What to produce
Where a line in the entries below contains the word "kept", count it. Return the total alone.

(Dataset entries)

--- START ---

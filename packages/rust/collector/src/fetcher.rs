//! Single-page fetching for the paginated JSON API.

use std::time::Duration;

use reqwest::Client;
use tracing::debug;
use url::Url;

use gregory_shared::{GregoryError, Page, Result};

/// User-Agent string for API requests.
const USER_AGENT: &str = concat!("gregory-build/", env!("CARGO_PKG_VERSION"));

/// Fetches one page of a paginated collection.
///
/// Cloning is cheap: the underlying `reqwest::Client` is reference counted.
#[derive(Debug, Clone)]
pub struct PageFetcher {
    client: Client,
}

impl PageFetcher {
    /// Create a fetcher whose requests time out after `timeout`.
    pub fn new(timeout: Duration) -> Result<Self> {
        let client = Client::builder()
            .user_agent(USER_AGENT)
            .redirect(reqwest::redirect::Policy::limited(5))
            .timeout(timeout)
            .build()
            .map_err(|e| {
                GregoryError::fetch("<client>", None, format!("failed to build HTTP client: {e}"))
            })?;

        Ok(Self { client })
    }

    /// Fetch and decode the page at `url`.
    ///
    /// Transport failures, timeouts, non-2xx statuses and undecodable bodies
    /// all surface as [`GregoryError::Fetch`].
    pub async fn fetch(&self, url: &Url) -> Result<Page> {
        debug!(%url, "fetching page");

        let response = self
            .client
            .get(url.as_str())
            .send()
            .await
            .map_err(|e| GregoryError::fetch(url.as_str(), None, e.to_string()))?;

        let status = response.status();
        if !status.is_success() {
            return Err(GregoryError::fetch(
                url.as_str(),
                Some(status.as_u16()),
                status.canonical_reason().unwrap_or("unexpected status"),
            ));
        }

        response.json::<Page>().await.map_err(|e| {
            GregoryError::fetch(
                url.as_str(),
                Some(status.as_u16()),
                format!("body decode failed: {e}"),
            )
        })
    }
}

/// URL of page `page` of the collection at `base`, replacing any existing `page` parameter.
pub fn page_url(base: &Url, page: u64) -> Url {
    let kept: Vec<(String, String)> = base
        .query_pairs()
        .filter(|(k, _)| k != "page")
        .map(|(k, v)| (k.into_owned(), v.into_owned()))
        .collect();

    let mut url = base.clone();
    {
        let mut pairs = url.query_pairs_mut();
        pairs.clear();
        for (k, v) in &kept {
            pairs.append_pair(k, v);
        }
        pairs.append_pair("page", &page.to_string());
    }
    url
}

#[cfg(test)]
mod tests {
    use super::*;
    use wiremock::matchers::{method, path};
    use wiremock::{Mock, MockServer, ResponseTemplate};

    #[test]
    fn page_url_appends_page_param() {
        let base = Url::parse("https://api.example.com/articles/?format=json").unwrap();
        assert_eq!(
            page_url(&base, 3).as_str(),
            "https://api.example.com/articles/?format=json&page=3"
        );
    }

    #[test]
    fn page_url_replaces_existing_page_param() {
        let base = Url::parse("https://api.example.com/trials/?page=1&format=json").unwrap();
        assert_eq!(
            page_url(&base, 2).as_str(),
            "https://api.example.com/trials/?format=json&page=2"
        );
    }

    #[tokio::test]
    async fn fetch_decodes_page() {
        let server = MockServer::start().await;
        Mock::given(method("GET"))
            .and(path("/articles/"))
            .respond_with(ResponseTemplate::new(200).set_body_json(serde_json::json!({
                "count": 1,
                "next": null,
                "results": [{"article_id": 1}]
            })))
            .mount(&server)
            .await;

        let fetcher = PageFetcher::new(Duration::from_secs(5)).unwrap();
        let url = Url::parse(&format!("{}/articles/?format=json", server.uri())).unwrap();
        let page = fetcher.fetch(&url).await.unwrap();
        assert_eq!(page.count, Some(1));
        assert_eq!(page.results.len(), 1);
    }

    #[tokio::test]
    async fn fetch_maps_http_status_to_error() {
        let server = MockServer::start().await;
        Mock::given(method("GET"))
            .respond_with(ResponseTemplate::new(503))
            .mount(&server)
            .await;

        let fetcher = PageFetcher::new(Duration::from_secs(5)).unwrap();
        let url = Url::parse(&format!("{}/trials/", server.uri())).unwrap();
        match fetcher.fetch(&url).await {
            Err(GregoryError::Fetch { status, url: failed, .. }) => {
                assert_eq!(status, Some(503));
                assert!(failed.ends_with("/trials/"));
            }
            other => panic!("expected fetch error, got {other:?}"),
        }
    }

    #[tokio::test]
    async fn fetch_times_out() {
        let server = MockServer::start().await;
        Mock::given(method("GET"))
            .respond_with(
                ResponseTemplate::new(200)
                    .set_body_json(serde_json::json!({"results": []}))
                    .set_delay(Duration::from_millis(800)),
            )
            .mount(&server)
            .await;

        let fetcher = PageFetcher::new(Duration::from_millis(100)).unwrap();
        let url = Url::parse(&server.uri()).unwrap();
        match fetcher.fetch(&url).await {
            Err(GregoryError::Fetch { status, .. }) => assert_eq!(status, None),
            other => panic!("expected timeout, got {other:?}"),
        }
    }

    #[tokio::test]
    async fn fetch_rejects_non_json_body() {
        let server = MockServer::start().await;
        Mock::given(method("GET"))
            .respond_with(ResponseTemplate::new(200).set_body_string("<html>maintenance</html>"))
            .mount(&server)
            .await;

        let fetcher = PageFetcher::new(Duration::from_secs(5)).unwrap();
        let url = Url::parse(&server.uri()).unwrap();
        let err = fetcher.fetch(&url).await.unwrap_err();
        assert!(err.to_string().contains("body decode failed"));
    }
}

--- END ---

Output of the task
2